[0001] La présente invention concerne, dans le domaine du génie civil, un ouvrage souple
et allégé, dont la résistance au cisaillement soit dépourvue d'anisotropie structurelle,
et qui subisse des fourchettes de déformations modulables.
[0002] Il est caractérisé par l'utilisation de pneumatiques de tailles quelconques, disposés
en vrac.
.....Associés ou non avec d'autres matériaux, les pneus en vrac constituent, grâce
aux propriétés énoncées ci-dessus, un milieu utilisable dans diverses applications,
dont le nombre de variantes n'est pas limitatif. Deux d'entre elles sont successivement
décrites ci-après, au regard des techniques actuelles. Elles concernent:
la constitution de remblais, au moins partiellement hors sol, destinés à supporter
des charges, permanentes ou non; la rétention d'éléments solides instables.
[0003] Les remblais sont traditionnellement constitués de terre, meuble ou comportant, en
tout ou partie, des fragments rocheux, éventuellement mélangée avec des éléments artificiels,
comme des blocs de béton, incorporant le cas échéant des éléments destinés notamment
à la confiner, à réduire sa densité globale par l'inclusion de matériaux légers, ou
à améliorer ses caractéristiques mécaniques par l'association d'autres matériaux comme
des éléments métalliques ou des nappes textiles ou assimilées.
[0004] Les limites de ces modes de réalisation de remblais et l'amélioration apportée par
l'invention sont les suivantes:
[0005] La terre a une densité de l'ordre de 2. Quand un remblai est à réaliser à un niveau
donné sur un sol compressible, le poids du remblai en terre entraine un tassement,
et, au-delà, une rupture du sol encaissant, nécessitant des travaux onéreux d'amélioration
de la portance du sol ou de report de charges à un niveau plus profond. Le remplacement
de la terre par du béton, même alvéolaire, modifie peu la pression appliquée au sol
encaissant.
[0006] Divers matériaux légers ont été substitués à la terre, notamment le polystyrène expansé
et les pneumatiques. Outre son prix élevé, le polystyrène est très peu déformable;
on ne peut donner à ses blocs élémentaires une forme appropriée sinon en le taillant.

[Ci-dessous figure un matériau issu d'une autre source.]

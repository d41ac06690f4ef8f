use sheetdash::cli::run;
use sheetdash::error::DashError;

fn main() {
    if let Err(e) = run() {
        // Dashboard errors are user-facing; anything else is unexpected
        if e.downcast_ref::<DashError>().is_some() {
            eprintln!("Error: {}", e);
            std::process::exit(1);
        }

        eprintln!("Internal error: {}", e);
        let mut causes = e.chain().skip(1).peekable();
        if causes.peek().is_some() {
            eprintln!("\nCaused by:");
            for (indent, err) in causes.enumerate() {
                eprintln!("{:indent$}  {}", "", err, indent = indent + 1);
            }
        }
        std::process::exit(2);
    }
}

En outre, les surfaces de contact entre blocs élémentaires constituent, dans la résistance
au cisaillement de l'ensemble, des discontinuités où la rugosité se substitue au frottement
interne du matériau, obligeant, pour le moins, à disposer ces surfaces de discontinuité
dans des directions préférentielles eu égard au champ de contraintes auxquels l'ensemble
est soumis.
Une application ancienne de pneumatiques consiste en leur empilement, vertical ou
non. Ils sont parfois remplis de terre dont la densité prévaut alors; quand ils sont
empilés sans apport de terre, les surfaces de contact entre pneus constituent autant
de discontinuités, partiellement réductibles par l'apport d'éléments complémentaires
de traction. L'anisotropie du milieu ainsi constitué reste cependant un élément fragilisant
déterminant.
[0007] Au contraire, à l'échelle d'un remblai, les pneus disposés en vrac constituent autant
de grains élémentaires. Outre une densité globale qui est un large sous-multiple de
celle de la terre, le frottement interne qu'ils confèrent au remblai est isotrope.
Il est, par nature, bien plus élevé que celui apporté par les rugosités élémentaires,
car l'enchevêtrement des pneus, équivalant à des grains de formes concaves, fait que,
globalement, les sollicitations au cisaillement mobilisent, entre autres, la résistance
à la traction des pneus.
[0008] En outre, le milieu constitué de pneus en vrac est susceptible de déformations, sous
formes élastique et plastique, qui, selon l'usage du remblai, peuvent être nettement
réduits par un pré-chargement équivalent.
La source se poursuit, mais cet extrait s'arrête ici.